[Saved entries]
···

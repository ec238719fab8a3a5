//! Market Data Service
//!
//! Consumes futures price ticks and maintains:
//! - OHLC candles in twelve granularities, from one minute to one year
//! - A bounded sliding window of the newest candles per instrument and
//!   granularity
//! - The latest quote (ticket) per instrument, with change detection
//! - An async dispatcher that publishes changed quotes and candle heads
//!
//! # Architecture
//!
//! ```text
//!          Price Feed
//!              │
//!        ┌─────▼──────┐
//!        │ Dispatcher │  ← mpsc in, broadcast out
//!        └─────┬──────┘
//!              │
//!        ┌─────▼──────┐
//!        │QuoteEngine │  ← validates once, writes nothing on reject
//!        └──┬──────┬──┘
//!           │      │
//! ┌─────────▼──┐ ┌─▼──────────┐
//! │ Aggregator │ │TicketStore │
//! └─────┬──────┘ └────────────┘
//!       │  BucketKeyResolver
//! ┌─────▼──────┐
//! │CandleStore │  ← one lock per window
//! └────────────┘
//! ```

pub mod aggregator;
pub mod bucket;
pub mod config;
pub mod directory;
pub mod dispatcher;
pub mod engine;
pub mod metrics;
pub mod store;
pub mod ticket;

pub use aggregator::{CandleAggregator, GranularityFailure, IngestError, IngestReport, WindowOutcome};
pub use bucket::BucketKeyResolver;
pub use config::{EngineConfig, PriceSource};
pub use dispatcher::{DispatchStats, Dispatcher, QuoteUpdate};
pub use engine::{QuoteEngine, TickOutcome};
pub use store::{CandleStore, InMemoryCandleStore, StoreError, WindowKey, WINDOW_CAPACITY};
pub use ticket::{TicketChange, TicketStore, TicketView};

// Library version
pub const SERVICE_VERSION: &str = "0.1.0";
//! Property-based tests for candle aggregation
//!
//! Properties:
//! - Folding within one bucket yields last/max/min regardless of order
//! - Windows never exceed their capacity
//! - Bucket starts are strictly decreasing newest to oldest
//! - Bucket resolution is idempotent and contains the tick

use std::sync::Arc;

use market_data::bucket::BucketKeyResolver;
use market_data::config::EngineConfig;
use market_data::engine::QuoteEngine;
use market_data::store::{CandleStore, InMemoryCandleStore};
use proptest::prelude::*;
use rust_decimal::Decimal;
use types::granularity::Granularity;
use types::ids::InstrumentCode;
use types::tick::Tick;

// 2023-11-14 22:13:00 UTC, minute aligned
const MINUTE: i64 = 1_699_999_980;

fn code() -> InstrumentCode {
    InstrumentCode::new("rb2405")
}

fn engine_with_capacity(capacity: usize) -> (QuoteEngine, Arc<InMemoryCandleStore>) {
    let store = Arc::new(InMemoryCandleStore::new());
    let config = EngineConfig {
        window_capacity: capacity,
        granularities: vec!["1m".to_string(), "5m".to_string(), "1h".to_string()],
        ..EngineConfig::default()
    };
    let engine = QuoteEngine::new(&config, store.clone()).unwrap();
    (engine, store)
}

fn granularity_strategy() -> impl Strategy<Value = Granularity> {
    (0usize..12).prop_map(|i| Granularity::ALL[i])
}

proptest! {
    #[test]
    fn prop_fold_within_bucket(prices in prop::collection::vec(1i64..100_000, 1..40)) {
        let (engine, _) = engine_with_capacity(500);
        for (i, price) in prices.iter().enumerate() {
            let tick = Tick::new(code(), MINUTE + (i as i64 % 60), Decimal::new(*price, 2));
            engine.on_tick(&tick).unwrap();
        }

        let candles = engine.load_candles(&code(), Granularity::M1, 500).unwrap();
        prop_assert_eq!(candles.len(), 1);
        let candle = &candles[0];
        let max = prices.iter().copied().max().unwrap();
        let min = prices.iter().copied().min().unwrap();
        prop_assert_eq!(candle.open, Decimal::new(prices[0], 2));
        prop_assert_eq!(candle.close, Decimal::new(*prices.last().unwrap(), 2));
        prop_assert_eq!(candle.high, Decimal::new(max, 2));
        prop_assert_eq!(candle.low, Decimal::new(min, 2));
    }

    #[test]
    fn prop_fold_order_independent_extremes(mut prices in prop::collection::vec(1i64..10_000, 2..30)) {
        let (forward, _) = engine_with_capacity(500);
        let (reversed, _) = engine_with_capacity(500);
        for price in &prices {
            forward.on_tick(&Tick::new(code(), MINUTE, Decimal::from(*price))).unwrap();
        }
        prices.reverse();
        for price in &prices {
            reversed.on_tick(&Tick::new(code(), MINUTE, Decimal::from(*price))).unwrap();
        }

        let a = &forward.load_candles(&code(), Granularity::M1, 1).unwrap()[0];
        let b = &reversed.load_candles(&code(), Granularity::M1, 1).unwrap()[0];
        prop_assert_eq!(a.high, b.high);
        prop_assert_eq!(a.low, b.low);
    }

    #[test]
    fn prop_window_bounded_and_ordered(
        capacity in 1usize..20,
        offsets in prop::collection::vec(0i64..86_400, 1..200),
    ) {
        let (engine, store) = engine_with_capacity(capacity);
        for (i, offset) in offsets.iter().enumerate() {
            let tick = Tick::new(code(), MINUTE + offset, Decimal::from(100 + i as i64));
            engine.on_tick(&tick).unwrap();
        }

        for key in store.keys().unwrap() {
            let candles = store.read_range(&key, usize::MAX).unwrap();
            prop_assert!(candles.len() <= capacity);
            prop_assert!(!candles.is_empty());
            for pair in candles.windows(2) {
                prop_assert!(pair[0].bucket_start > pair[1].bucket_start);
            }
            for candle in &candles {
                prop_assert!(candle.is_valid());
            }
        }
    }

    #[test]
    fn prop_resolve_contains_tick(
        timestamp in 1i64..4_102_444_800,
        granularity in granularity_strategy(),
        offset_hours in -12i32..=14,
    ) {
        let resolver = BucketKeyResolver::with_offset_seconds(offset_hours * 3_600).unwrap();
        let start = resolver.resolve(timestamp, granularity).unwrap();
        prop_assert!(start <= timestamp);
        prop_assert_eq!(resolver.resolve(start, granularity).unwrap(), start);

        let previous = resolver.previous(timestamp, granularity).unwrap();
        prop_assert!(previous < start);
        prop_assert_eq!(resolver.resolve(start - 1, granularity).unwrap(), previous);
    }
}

···

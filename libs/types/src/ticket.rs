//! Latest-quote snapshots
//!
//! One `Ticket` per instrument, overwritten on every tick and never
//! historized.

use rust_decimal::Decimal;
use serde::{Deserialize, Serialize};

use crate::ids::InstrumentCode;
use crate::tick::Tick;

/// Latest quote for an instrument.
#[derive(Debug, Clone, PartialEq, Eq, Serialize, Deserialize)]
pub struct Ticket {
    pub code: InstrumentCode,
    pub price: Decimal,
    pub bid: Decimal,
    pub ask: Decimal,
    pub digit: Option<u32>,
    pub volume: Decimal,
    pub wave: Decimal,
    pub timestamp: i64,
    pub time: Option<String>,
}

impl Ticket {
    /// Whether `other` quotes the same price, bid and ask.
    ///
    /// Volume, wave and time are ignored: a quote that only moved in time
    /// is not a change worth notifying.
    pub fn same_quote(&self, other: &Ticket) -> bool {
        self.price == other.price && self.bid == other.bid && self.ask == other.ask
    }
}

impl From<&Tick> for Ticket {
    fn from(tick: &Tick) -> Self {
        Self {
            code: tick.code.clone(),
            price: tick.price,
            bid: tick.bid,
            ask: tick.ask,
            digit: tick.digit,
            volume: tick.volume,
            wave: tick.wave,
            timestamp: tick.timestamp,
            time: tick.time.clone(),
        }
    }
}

···

What the task requires:
Go through the records line by line, and copy each line that holds the string "types".

Solution:
use types::granularity::Granularity;
use types::ids::InstrumentCode;
use types::tick::Tick;
filename libs/types/src/ticket.rs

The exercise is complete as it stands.